In the earnings-related pension system, the liquidity risk is manageable, as pension expenditure can be accurately forecast and investments are strongly focussed on liquid instruments. Varma’s insurance business risks, which are minor, are linked to the sufficiency of the insurance contributions collected and the technical provisions accumulated from them in relation to the pensions that are the company’s responsibility. 

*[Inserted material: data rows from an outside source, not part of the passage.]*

//! CycleScheduler - fires one poll cycle per fixed interval
//!
//! The scheduler is an actor: it owns the interval timer and a command
//! channel, and spawns each cycle as its own task so the loop stays
//! responsive. A single in-flight flag guarantees cycles never overlap -
//! a tick that lands while a cycle is still running is skipped and
//! logged. The flag is released by an RAII guard, so a cycle that errors
//! (or panics) partway cannot leave the flag stuck.

use std::sync::Arc;
use std::sync::atomic::{AtomicBool, AtomicUsize, Ordering};
use std::time::Duration;

use anyhow::{Context, Result};
use tokio::sync::{mpsc, oneshot};
use tokio::time::{MissedTickBehavior, interval};
use tracing::{debug, error, instrument, warn};

use super::engine::PollEngine;

/// Commands that can be sent to the scheduler
#[derive(Debug)]
pub enum SchedulerCommand {
    /// Run a cycle immediately (bypassing the interval timer) and report
    /// its outcome. Fails if a cycle is already in flight.
    PollNow {
        respond_to: oneshot::Sender<Result<()>>,
    },

    /// Get scheduling counters
    GetStats {
        respond_to: oneshot::Sender<SchedulerStats>,
    },

    /// Gracefully shut down the scheduler
    Shutdown,
}

/// Scheduling counters, mainly for tests and operator introspection.
#[derive(Debug, Clone, Default)]
pub struct SchedulerStats {
    /// Cycles actually started
    pub cycles_started: usize,

    /// Ticks skipped because a cycle was still in flight
    pub ticks_skipped: usize,
}

/// Releases the in-flight flag on every exit path, including panics.
struct CycleGuard {
    in_flight: Arc<AtomicBool>,
}

impl Drop for CycleGuard {
    fn drop(&mut self) {
        self.in_flight.store(false, Ordering::Release);
    }
}

pub struct CycleScheduler {
    engine: Arc<PollEngine>,
    command_rx: mpsc::Receiver<SchedulerCommand>,
    tick_interval: Duration,

    in_flight: Arc<AtomicBool>,
    cycles_started: Arc<AtomicUsize>,
    ticks_skipped: Arc<AtomicUsize>,
}

impl CycleScheduler {
    fn new(
        engine: Arc<PollEngine>,
        command_rx: mpsc::Receiver<SchedulerCommand>,
        tick_interval: Duration,
    ) -> Self {
        Self {
            engine,
            command_rx,
            tick_interval,
            in_flight: Arc::new(AtomicBool::new(false)),
            cycles_started: Arc::new(AtomicUsize::new(0)),
            ticks_skipped: Arc::new(AtomicUsize::new(0)),
        }
    }

    /// Try to claim the in-flight flag; `None` means a cycle is running.
    fn try_begin(&self) -> Option<CycleGuard> {
        let claimed = self
            .in_flight
            .compare_exchange(false, true, Ordering::AcqRel, Ordering::Acquire)
            .is_ok();

        claimed.then(|| {
            self.cycles_started.fetch_add(1, Ordering::SeqCst);
            CycleGuard {
                in_flight: self.in_flight.clone(),
            }
        })
    }

    #[instrument(skip(self))]
    pub async fn run(mut self) {
        debug!("starting cycle scheduler (interval {:?})", self.tick_interval);

        let mut ticker = interval(self.tick_interval);
        // Skipped/late ticks must not burst-fire later
        ticker.set_missed_tick_behavior(MissedTickBehavior::Delay);
        // The first tick of tokio's interval fires immediately; consume it
        // so startup does not double-poll with an explicit PollNow.
        ticker.tick().await;

        loop {
            tokio::select! {
                _ = ticker.tick() => {
                    match self.try_begin() {
                        Some(guard) => {
                            let engine = self.engine.clone();
                            tokio::spawn(async move {
                                let _guard = guard;
                                if let Err(e) = engine.run_cycle().await {
                                    error!("poll cycle failed: {:#}", e);
                                }
                            });
                        }
                        None => {
                            warn!("previous cycle still running, skipping tick");
                            self.ticks_skipped.fetch_add(1, Ordering::SeqCst);
                        }
                    }
                }

                Some(cmd) = self.command_rx.recv() => {
                    match cmd {
                        SchedulerCommand::PollNow { respond_to } => {
                            let result = match self.try_begin() {
                                Some(guard) => {
                                    let result = self.engine.run_cycle().await;
                                    drop(guard);
                                    result
                                }
                                None => Err(anyhow::anyhow!("a cycle is already in flight")),
                            };
                            let _ = respond_to.send(result);
                        }

                        SchedulerCommand::GetStats { respond_to } => {
                            let _ = respond_to.send(SchedulerStats {
                                cycles_started: self.cycles_started.load(Ordering::SeqCst),
                                ticks_skipped: self.ticks_skipped.load(Ordering::SeqCst),
                            });
                        }

                        SchedulerCommand::Shutdown => {
                            debug!("received shutdown command");
                            break;
                        }
                    }
                }

                else => {
                    warn!("command channel closed, shutting down");
                    break;
                }
            }
        }

        debug!("cycle scheduler stopped");
    }
}

/// Handle for controlling the scheduler. Cloneable and shareable.
#[derive(Clone)]
pub struct SchedulerHandle {
    sender: mpsc::Sender<SchedulerCommand>,
}

impl SchedulerHandle {
    /// Spawn the scheduler as a tokio task and return its handle.
    pub fn spawn(engine: Arc<PollEngine>, tick_interval: Duration) -> Self {
        let (cmd_tx, cmd_rx) = mpsc::channel(32);

        let scheduler = CycleScheduler::new(engine, cmd_rx, tick_interval);
        tokio::spawn(scheduler.run());

        Self { sender: cmd_tx }
    }

    /// Run a cycle immediately and wait for it to complete.
    pub async fn poll_now(&self) -> Result<()> {
        let (tx, rx) = oneshot::channel();
        self.sender
            .send(SchedulerCommand::PollNow { respond_to: tx })
            .await
            .context("failed to send PollNow command")?;

        rx.await.context("failed to receive response")?
    }

    /// Get scheduling counters.
    pub async fn stats(&self) -> Result<SchedulerStats> {
        let (tx, rx) = oneshot::channel();
        self.sender
            .send(SchedulerCommand::GetStats { respond_to: tx })
            .await
            .context("failed to send GetStats command")?;

        rx.await.context("failed to receive response")
    }

    /// Gracefully shut down the scheduler.
    pub async fn shutdown(&self) -> Result<()> {
        self.sender
            .send(SchedulerCommand::Shutdown)
            .await
            .context("failed to send Shutdown command")?;
        Ok(())
    }
}
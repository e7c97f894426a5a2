//! Store trait definitions
//!
//! All store implementations must be `Send + Sync` - they are shared
//! across the concurrent device tasks of a poll cycle.

use async_trait::async_trait;
use chrono::{DateTime, Utc};

use crate::alerts::{AlertKind, Severity};
use crate::{DeviceIdentity, DeviceStatus};
use crate::config::DeviceConfig;

use super::error::StoreResult;

/// One time-series point: tags + whichever metric fields were present this
/// cycle. Points are buffered per cycle and written in a single batch, so a
/// point is never partially written across cycles.
#[derive(Debug, Clone)]
pub struct MetricPoint {
    // === Tags ===
    pub device_id: String,
    pub device_name: String,

    pub timestamp: DateTime<Utc>,

    // === Fields (subset present this cycle) ===
    pub cpu_load: Option<f64>,
    pub memory_usage: Option<f64>,
    pub temperature: Option<f64>,
    pub voltage: Option<f64>,
    pub tx_rate: Option<f64>,
    pub rx_rate: Option<f64>,
    pub active_sessions: Option<u64>,
}

impl MetricPoint {
    /// Build a point from a poll result, carrying only the numeric fields.
    pub fn from_result(result: &crate::PollResult) -> Self {
        let m = &result.metrics;

        Self {
            device_id: result.device_id.clone(),
            device_name: result.device_name.clone(),
            timestamp: result.timestamp,
            cpu_load: m.cpu_load,
            memory_usage: m.memory_usage,
            temperature: m.temperature,
            voltage: m.voltage,
            tx_rate: m.tx_rate,
            rx_rate: m.rx_rate,
            active_sessions: m.active_sessions,
        }
    }
}

/// Device inventory: the system of record for devices, their last known
/// status and their alerts.
///
/// The polling engine reads one snapshot per cycle via `list_devices` and
/// writes back status and alert rows. All writes are best-effort: a failed
/// write is logged by the caller and retried implicitly on the next cycle.
#[async_trait]
pub trait InventoryStore: Send + Sync {
    /// Snapshot of all devices to poll this cycle.
    async fn list_devices(&self) -> StoreResult<Vec<DeviceConfig>>;

    /// Update status, last-seen timestamp and (when available) identity
    /// fields for a device.
    async fn update_status(
        &self,
        device_id: &str,
        status: DeviceStatus,
        last_seen: DateTime<Utc>,
        identity: Option<&DeviceIdentity>,
    ) -> StoreResult<()>;

    /// Insert an alert unless an active alert of the same (device, kind)
    /// already exists. Returns whether a row was inserted, making the
    /// raise idempotent.
    async fn insert_alert_if_absent(
        &self,
        device_id: &str,
        kind: AlertKind,
        message: &str,
        severity: Severity,
    ) -> StoreResult<bool>;

    /// Mark the active alert of the given (device, kind) resolved, if one
    /// exists. Returns whether an alert was resolved.
    async fn resolve_alert(&self, device_id: &str, kind: AlertKind) -> StoreResult<bool>;

    /// Lightweight liveness check, called once at process boot.
    async fn health_check(&self) -> StoreResult<()>;
}

/// Time-series sink for metric points.
#[async_trait]
pub trait TimeSeriesStore: Send + Sync {
    /// Write one cycle's buffered points in a single batch.
    async fn write_batch(&self, points: Vec<MetricPoint>) -> StoreResult<()>;

    /// Lightweight liveness check, called once at process boot.
    async fn health_check(&self) -> StoreResult<()>;
}
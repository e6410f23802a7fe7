//! Closed-form steady-state calibration.
//!
//! No root-finding: the steady state is obtained by direct substitution through
//! a fixed sequence of formulas, each reading only values computed before it.
pub mod calibrator;
pub mod recipe;

pub use calibrator::SteadyStateCalibrator;
pub use recipe::{Domain, Formula, Step, StepKind, BASELINE_RECIPE};
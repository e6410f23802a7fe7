use dsge_model_core::expr::Expr;
use dsge_model_core::model::{SteadyStateBindings, ZeroDeviationBindings};
use dsge_model_core::{
    calibration_sweep, CalibratedParameters, CheckError, EquivalenceOracle, FirstOrderOracle, ModelBuilder,
    ModelError, ModelSpecification, PerturbationSolver, Representation, SolverError, SpecificationOptions,
};
use rstest::rstest;
use std::collections::BTreeSet;
use std::fs;
use std::path::{Path, PathBuf};

fn builder(calibrated: CalibratedParameters) -> ModelBuilder {
    ModelBuilder::new(calibrated, SpecificationOptions::default()).unwrap()
}

fn alternative_calibrations() -> Vec<CalibratedParameters> {
    let base = CalibratedParameters::baseline();
    vec![
        base.clone(),
        base.clone().with("GAMMA", 2.0).with("ETA", 0.5),
        base.clone().with("ALPHA", 0.36).with("DELTA", 0.025),
        base.clone().with("BETA", 0.99).with("Pistar", 1.0),
        base.with("SIGMA", 11.0).with("MU", 60.0).with("PHIpi", 2.0),
    ]
}

#[test]
fn test_steady_state_satisfies_every_nonlinear_equation() {
    for calibrated in alternative_calibrations() {
        let spec = builder(calibrated).build(Representation::Nonlinear).unwrap();
        let at_ss = SteadyStateBindings { params: spec.parameters(), classification: spec.variables() };
        for (i, eq) in spec.equations().iter().enumerate() {
            let residual = eq.evaluate_residual(&at_ss).unwrap();
            assert!(residual.abs() < 1e-9, "equation {} ({}) residual {}", i, eq.label, residual);
        }
    }
}

#[test]
fn test_loglinear_rests_at_zero_deviation() {
    for calibrated in alternative_calibrations() {
        let spec = builder(calibrated).build(Representation::LogLinear).unwrap();
        let at_rest = ZeroDeviationBindings { params: spec.parameters(), classification: spec.variables() };
        for eq in spec.equations() {
            assert_eq!(eq.evaluate_residual(&at_rest).unwrap().abs(), 0.0, "{}", eq);
            assert!(eq.linear_form(spec.parameters()).is_ok(), "{}", eq);
        }
    }
}

#[test]
fn test_building_is_deterministic() {
    let b = ModelBuilder::baseline().unwrap();
    let first = b.build_both().unwrap();
    let second = b.build_both().unwrap();
    assert_eq!(first, second);
    assert_eq!(first.0.to_json().unwrap(), second.0.to_json().unwrap());
}

#[rstest]
#[case(0.0)]
#[case(1.0)]
fn test_degenerate_capital_share_fails(#[case] alpha: f64) {
    let err = builder(CalibratedParameters::baseline().with("ALPHA", alpha))
        .build(Representation::Nonlinear)
        .unwrap_err();
    match err {
        ModelError::ParameterDomain { name, value, .. } => {
            assert_eq!(name, "ALPHA");
            assert_eq!(value, alpha);
        }
        other => panic!("unexpected error: {}", other),
    }
}

#[test]
fn test_baseline_scenario() {
    let params = ModelBuilder::baseline().unwrap().resolve().unwrap();
    let r = params.get("R").unwrap();
    assert!((r - 1.0 / 0.96f64.powf(0.25)).abs() < 1e-12);
    assert!((r - 1.0103).abs() < 1e-4);
    let i = params.get("I").unwrap();
    assert!((i - r * 1.02f64.powf(0.25)).abs() < 1e-12);
    for name in ["K", "L", "C", "Y"] {
        assert!(params.get(name).unwrap() > 0.0, "{} must be positive", name);
    }
    assert!(params.get("K_per_L").is_none());
}

#[rstest]
#[case(Representation::LogLinear)]
#[case(Representation::Nonlinear)]
fn test_equation_count_parity(#[case] representation: Representation) {
    let spec = ModelBuilder::baseline().unwrap().build(representation).unwrap();
    let relationships: BTreeSet<_> = spec.equations().iter().map(|eq| eq.relationship).collect();
    assert_eq!(spec.equations().len(), 11);
    assert_eq!(spec.equations().len(), spec.variables().endogenous_count());
    assert_eq!(relationships.len(), 10);
}

#[test]
fn test_variable_partition_closes_every_reference() {
    let (ll, nl) = ModelBuilder::baseline().unwrap().build_both().unwrap();
    let names: Vec<&String> = ll.variables().all().collect();
    let unique: BTreeSet<&String> = names.iter().copied().collect();
    assert_eq!(names.len(), unique.len());

    for spec in [&ll, &nl] {
        for eq in spec.equations() {
            let mut visit = |leaf: &Expr| match leaf {
                Expr::Var(v) => assert!(spec.variables().contains(&v.name), "{}", v),
                Expr::Param(p) | Expr::SteadyState(p) => assert!(spec.parameters().get(p).is_some(), "{}", p),
                _ => {}
            };
            eq.lhs.for_each_leaf(&mut visit);
            eq.rhs.for_each_leaf(&mut visit);
        }
    }
}

#[test]
fn test_representations_agree_to_first_order() {
    let oracle = FirstOrderOracle::default();
    for calibrated in alternative_calibrations() {
        assert_eq!(builder(calibrated).check(&oracle), Ok(()));
    }
}

#[rstest]
#[case(1e-3)]
#[case(1e3)]
#[case(1e6)]
fn test_check_holds_across_productivity_levels(#[case] abar: f64) {
    let b = builder(CalibratedParameters::baseline().with("Abar", abar));
    assert_eq!(b.check(&FirstOrderOracle::default()), Ok(()));
}

#[test]
fn test_oracle_rejects_mismatched_calibrations() {
    let (ll, _) = ModelBuilder::baseline().unwrap().build_both().unwrap();
    let nl = builder(CalibratedParameters::baseline().with("DELTA", 0.05))
        .build(Representation::Nonlinear)
        .unwrap();
    let report = FirstOrderOracle::default().check_equivalent(&ll, &nl).unwrap_err();
    assert!(!report.structural.is_empty());
}

struct RecordingSolver;

impl PerturbationSolver for RecordingSolver {
    type Handle = PathBuf;

    fn solve(&self, spec: &ModelSpecification, output: &Path) -> Result<PathBuf, SolverError> {
        if !spec.is_loglinear() {
            return Err(SolverError::Rejected("expected the log-linear specification".into()));
        }
        let path = output.join("specification.json");
        fs::write(&path, spec.to_json()?)?;
        Ok(path)
    }
}

#[test]
fn test_solve_hands_loglinear_spec_to_solver() {
    let dir = tempfile::tempdir().unwrap();
    let options = SpecificationOptions { output_location: dir.path().to_path_buf(), ..Default::default() };
    let builder = ModelBuilder::new(CalibratedParameters::baseline(), options).unwrap();

    let path = builder.solve(&RecordingSolver).unwrap();
    assert_eq!(path.parent(), Some(dir.path()));

    let written: serde_json::Value = serde_json::from_str(&fs::read_to_string(&path).unwrap()).unwrap();
    assert_eq!(written["representation"], "LogLinear");
    assert_eq!(written["irf_shocks"][1], "epsilon_I");
    assert_eq!(written["log_variables"].as_array().unwrap().len(), 0);
}

#[test]
fn test_solve_propagates_model_errors() {
    let b = builder(CalibratedParameters::baseline().with("BETA", 1.0));
    let err = b.solve(&RecordingSolver).unwrap_err();
    assert!(matches!(err, SolverError::Model(ModelError::ParameterDomain { .. })));
}

#[test]
fn test_check_reports_mismatch_from_oracle() {
    struct Refuse;
    impl EquivalenceOracle for Refuse {
        fn check_equivalent(
            &self,
            _: &ModelSpecification,
            _: &ModelSpecification,
        ) -> Result<(), dsge_model_core::MismatchReport> {
            Err(dsge_model_core::MismatchReport { structural: vec!["refused".into()], equations: Vec::new() })
        }
    }
    let err = ModelBuilder::baseline().unwrap().check(&Refuse).unwrap_err();
    assert!(matches!(err, CheckError::Mismatch(report) if report.structural == ["refused"]));
}

#[test]
fn test_sweep_matches_sequential_builds() {
    let calibrations = alternative_calibrations();
    let swept = calibration_sweep(&SpecificationOptions::default(), &calibrations, Representation::LogLinear);
    for (calibrated, result) in calibrations.into_iter().zip(swept) {
        let sequential = builder(calibrated).build(Representation::LogLinear).unwrap();
        assert_eq!(result.unwrap(), sequential);
    }
}

#[test]
fn test_json_configuration() {
    let calibrated = CalibratedParameters::from_json(
        r#"{"GAMMA": 1.0, "BETA": 0.99, "ETA": 2.0, "ALPHA": 0.3, "RHO_A": 0.95, "Abar": 1.0,
            "Pistar": 1.0, "PHIpi": 1.5, "MU": 100.0, "SIGMA": 8.0, "DELTA": 0.1}"#,
    )
    .unwrap();
    let options = SpecificationOptions::from_json(r#"{"headline_variables": ["Y", "C"]}"#).unwrap();
    let spec = ModelBuilder::new(calibrated, options).unwrap().build(Representation::Nonlinear).unwrap();
    assert_eq!(spec.headline_variables(), ["Y".to_string(), "C".to_string()]);
    assert!((spec.parameters().get("R").unwrap() - 1.0 / 0.99).abs() < 1e-12);

    let bad = SpecificationOptions::from_json(r#"{"irf_shocks": 3}"#).unwrap_err();
    assert!(matches!(bad, ModelError::InvalidConfiguration(_)));
}
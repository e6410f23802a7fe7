//! The model's equations, defined once per relationship in both representations.
//!
//! Every relationship is written as a pair: the log-linear form (deviations
//! from steady state) next to the nonlinear form (levels). Keeping the two side
//! by side is what keeps equation `i` of one representation the linearization
//! of equation `i` of the other.

use super::bindings::ParameterBindings;
use super::classification::VariableClassification;
use crate::analysis::references;
use crate::error::ModelError;
use crate::expr::{next, num, param, ss, var, Bindings, EvalError, Expr, LinearForm, LinearizeError};
use crate::params::ParameterScope;
use serde::Serialize;
use std::fmt;
use tracing::debug;

/// Which economic relationship an equation encodes.
#[derive(Debug, Clone, Copy, PartialEq, Eq, Hash, PartialOrd, Ord, Serialize)]
pub enum Relationship {
    IntertemporalConsumption,
    LaborSupply,
    CapitalDemand,
    LaborDemand,
    Production,
    Markup,
    PriceAdjustment,
    ShockPersistence,
    MonetaryPolicy,
    ResourceConstraint,
}

#[derive(Debug, Clone, Copy, PartialEq, Eq, Hash, Serialize)]
pub enum Representation {
    LogLinear,
    Nonlinear,
}

/// `lhs = rhs`, read as the residual `lhs - rhs = 0`.
#[derive(Debug, Clone, PartialEq, Serialize)]
pub struct Equation {
    pub relationship: Relationship,
    pub label: &'static str,
    pub lhs: Expr,
    pub rhs: Expr,
}

impl Equation {
    pub fn residual(&self) -> Expr {
        self.lhs.clone() - self.rhs.clone()
    }

    pub fn evaluate_residual(&self, bindings: &impl Bindings) -> Result<f64, EvalError> {
        Ok(self.lhs.evaluate(bindings)? - self.rhs.evaluate(bindings)?)
    }

    /// Coefficient row of the residual with steady-state weights folded to numbers.
    pub fn linear_form(&self, params: &impl ParameterScope) -> Result<LinearForm, LinearizeError> {
        self.residual().linear_form(&ParameterBindings(params))
    }
}

impl fmt::Display for Equation {
    fn fmt(&self, f: &mut fmt::Formatter<'_>) -> fmt::Result {
        write!(f, "{} = {}", self.lhs, self.rhs)
    }
}

struct EquationPair {
    relationship: Relationship,
    label: &'static str,
    loglinear: (Expr, Expr),
    nonlinear: (Expr, Expr),
}

impl EquationPair {
    fn into_equation(self, representation: Representation) -> Equation {
        let (lhs, rhs) = match representation {
            Representation::LogLinear => self.loglinear,
            Representation::Nonlinear => self.nonlinear,
        };
        Equation { relationship: self.relationship, label: self.label, lhs, rhs }
    }
}

fn one() -> Expr {
    num(1.0)
}

fn baseline_pairs() -> Vec<EquationPair> {
    use Relationship::*;
    vec![
        // --- Household ---
        EquationPair {
            relationship: IntertemporalConsumption,
            label: "Euler equation, real bond",
            loglinear: (-param("GAMMA") * var("C"), next("R") - param("GAMMA") * next("C")),
            nonlinear: (
                var("C").pow(-param("GAMMA")),
                param("BETA") * next("R") * next("C").pow(-param("GAMMA")),
            ),
        },
        EquationPair {
            relationship: IntertemporalConsumption,
            label: "Euler equation, nominal bond",
            loglinear: (-param("GAMMA") * var("C"), var("I") - next("Pi") - param("GAMMA") * next("C")),
            nonlinear: (
                var("C").pow(-param("GAMMA")),
                param("BETA") * var("I") / next("Pi") * next("C").pow(-param("GAMMA")),
            ),
        },
        EquationPair {
            relationship: LaborSupply,
            label: "labor supply",
            loglinear: (var("W") - param("GAMMA") * var("C"), param("ETA") * var("L")),
            nonlinear: (var("W") * var("C").pow(-param("GAMMA")), var("L").pow(param("ETA"))),
        },
        // --- Firm production ---
        EquationPair {
            relationship: CapitalDemand,
            label: "capital demand",
            loglinear: (
                var("MC"),
                ss("R") / (ss("R") - one() + param("DELTA")) * var("R") - var("A")
                    + (one() - param("ALPHA")) * var("K")
                    - (one() - param("ALPHA")) * var("L"),
            ),
            nonlinear: (
                var("MC"),
                (var("R") - one() + param("DELTA"))
                    / (param("ALPHA")
                        * var("A")
                        * var("K").pow(param("ALPHA") - one())
                        * var("L").pow(one() - param("ALPHA"))),
            ),
        },
        EquationPair {
            relationship: LaborDemand,
            label: "labor demand",
            loglinear: (
                var("MC"),
                var("W") - var("A") - param("ALPHA") * var("K") + param("ALPHA") * var("L"),
            ),
            nonlinear: (
                var("MC"),
                var("W")
                    / ((one() - param("ALPHA"))
                        * var("A")
                        * var("K").pow(param("ALPHA"))
                        * var("L").pow(-param("ALPHA"))),
            ),
        },
        EquationPair {
            relationship: Production,
            label: "production function",
            loglinear: (
                var("Y"),
                var("A") + param("ALPHA") * var("K") + (one() - param("ALPHA")) * var("L"),
            ),
            nonlinear: (
                var("Y"),
                var("A") * var("K").pow(param("ALPHA")) * var("L").pow(one() - param("ALPHA")),
            ),
        },
        EquationPair {
            relationship: Markup,
            label: "profit share",
            loglinear: (var("Omega") - var("Y"), -ss("MC") / (one() - ss("MC")) * var("MC")),
            nonlinear: (var("Omega") / var("Y"), one() - var("MC")),
        },
        // --- Firm pricing ---
        EquationPair {
            relationship: PriceAdjustment,
            label: "Phillips curve",
            loglinear: (
                var("Pi"),
                param("SIGMA") * ss("MC") / param("MU") * var("MC") + param("BETA") * next("Pi"),
            ),
            nonlinear: (
                param("MU") * var("Pi").ln(),
                param("SIGMA") * var("MC") - (param("SIGMA") - one())
                    + param("BETA") * param("MU") * next("Pi").ln(),
            ),
        },
        // --- Exogenous process ---
        EquationPair {
            relationship: ShockPersistence,
            label: "productivity process",
            loglinear: (next("A"), param("RHO_A") * var("A")),
            nonlinear: (
                next("A").ln(),
                param("RHO_A") * var("A").ln() + (one() - param("RHO_A")) * param("Abar").ln(),
            ),
        },
        // --- Monetary policy ---
        EquationPair {
            relationship: MonetaryPolicy,
            label: "Taylor rule",
            loglinear: (var("I"), next("R") + param("PHIpi") * var("Pi") + var("epsilon_I")),
            nonlinear: (
                var("I"),
                next("R")
                    * param("Pistar")
                    * (var("Pi") / param("Pistar")).pow(param("PHIpi"))
                    * var("epsilon_I").exp(),
            ),
        },
        // --- Resource ---
        EquationPair {
            relationship: ResourceConstraint,
            label: "resource constraint",
            loglinear: (
                ss("C") * var("C") + ss("K") * next("K"),
                ss("Y") * var("Y") + (one() - param("DELTA")) * ss("K") * var("K"),
            ),
            nonlinear: (var("C") + next("K"), var("Y") + (one() - param("DELTA")) * var("K")),
        },
    ]
}

/// The ordered equations of one representation.
#[derive(Debug, Clone, PartialEq, Serialize)]
pub struct EquationSet {
    representation: Representation,
    equations: Vec<Equation>,
}

impl EquationSet {
    /// Builds and validates the baseline equations.
    ///
    /// Every name must resolve: variables against `classification`, parameters
    /// and `_ss` references against `params`. The log-linear set references
    /// steady states, so building it before calibration fails with
    /// `UndefinedSteadyState`. Log-linear equations must also reduce to linear forms.
    pub fn build(
        representation: Representation,
        classification: &VariableClassification,
        params: &impl ParameterScope,
    ) -> Result<Self, ModelError> {
        let equations: Vec<Equation> =
            baseline_pairs().into_iter().map(|pair| pair.into_equation(representation)).collect();

        references::validate_references(&equations, classification, params)?;

        if representation == Representation::LogLinear {
            for (i, eq) in equations.iter().enumerate() {
                eq.linear_form(params).map_err(|e| match e {
                    LinearizeError::NonLinear(detail) => ModelError::NonLinearTerm { equation: i, detail },
                    LinearizeError::Eval(source) => ModelError::Evaluation { equation: i, source },
                })?;
            }
        }

        debug!(?representation, count = equations.len(), "equation set built");
        Ok(Self { representation, equations })
    }

    pub fn representation(&self) -> Representation {
        self.representation
    }

    pub fn equations(&self) -> &[Equation] {
        &self.equations
    }

    pub fn len(&self) -> usize {
        self.equations.len()
    }

    pub fn is_empty(&self) -> bool {
        self.equations.is_empty()
    }

    pub fn into_equations(self) -> Vec<Equation> {
        self.equations
    }
}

Varma’s investment plan determines, among other things, the general security goals set for investments, the diversification and liquidity goals of investments, and the principles for organising foreign currency business. The Board of Directors assesses the risks in Varma’s investments with respect to changes in value, expected returns, security, and the foreign currency business, and the company's risk-bearing capacity in the area of investments, including the development of the company's solvency position. The basic allocation laid down in the investment plan also lays down the basic level for the total portfolio risk. Deviations from the basic allocation are allowed within defined limits. The maximum risk level is measured so that even after a 25 per cent drop in the value of listed equity investments and certain hedge fund investments, the solvency capital still exceeds the minimum solvency capital by at least the amount of the VaR and is, in any case, always at least at the solvency limit. The diversification of the investment portfolio is based on allocation that takes into account the return correlations of asset classes. Risks are managed by, for example, diversifying investments by asset class and item, by analysing the investment portfolio and items, by avoiding risk concentrations, by securing guarantee policy, through careful valuation practice, by using derivatives, and by applying a supervision and follow-up system. 

The agreement on the contents of the pension reform in 2017, reached by the major labour market organisation in the autumn of 2014, will contribute to the structural adjustment of the Finnish economy. The main risk of the pension reform, from the point of view of implementing pension provision, is if there is not enough time for making technical preparations before the year 2017, due to the slowness of the law-making procedure. Another central risk is the complexity of the future legislation and the problems it could cause in applying the legislation. These risks apply especially to the new pension types: the years-of-service pension and the partial early old-age pension. 

The defined-benefit nature of earnings-related pension provides security and financial predictability. Securing the pension benefits of the young and future generations strengthens the future of the earnings-related pension system. The fact that the contribution level has been agreed until the end of this decade is an important stabilising factor for companies in the current challenging economic situation. Owing to the agreed benefit adjustments, balancing the financing of pensions with a reasonable cost burden seems possible. The increase in the retirement age will facilitate financing in the longer term. 

More information about insurance, investment, operative and other risks, the means for managing them, as well as related quantitative data, is provided in the notes to Varma’s financial statements.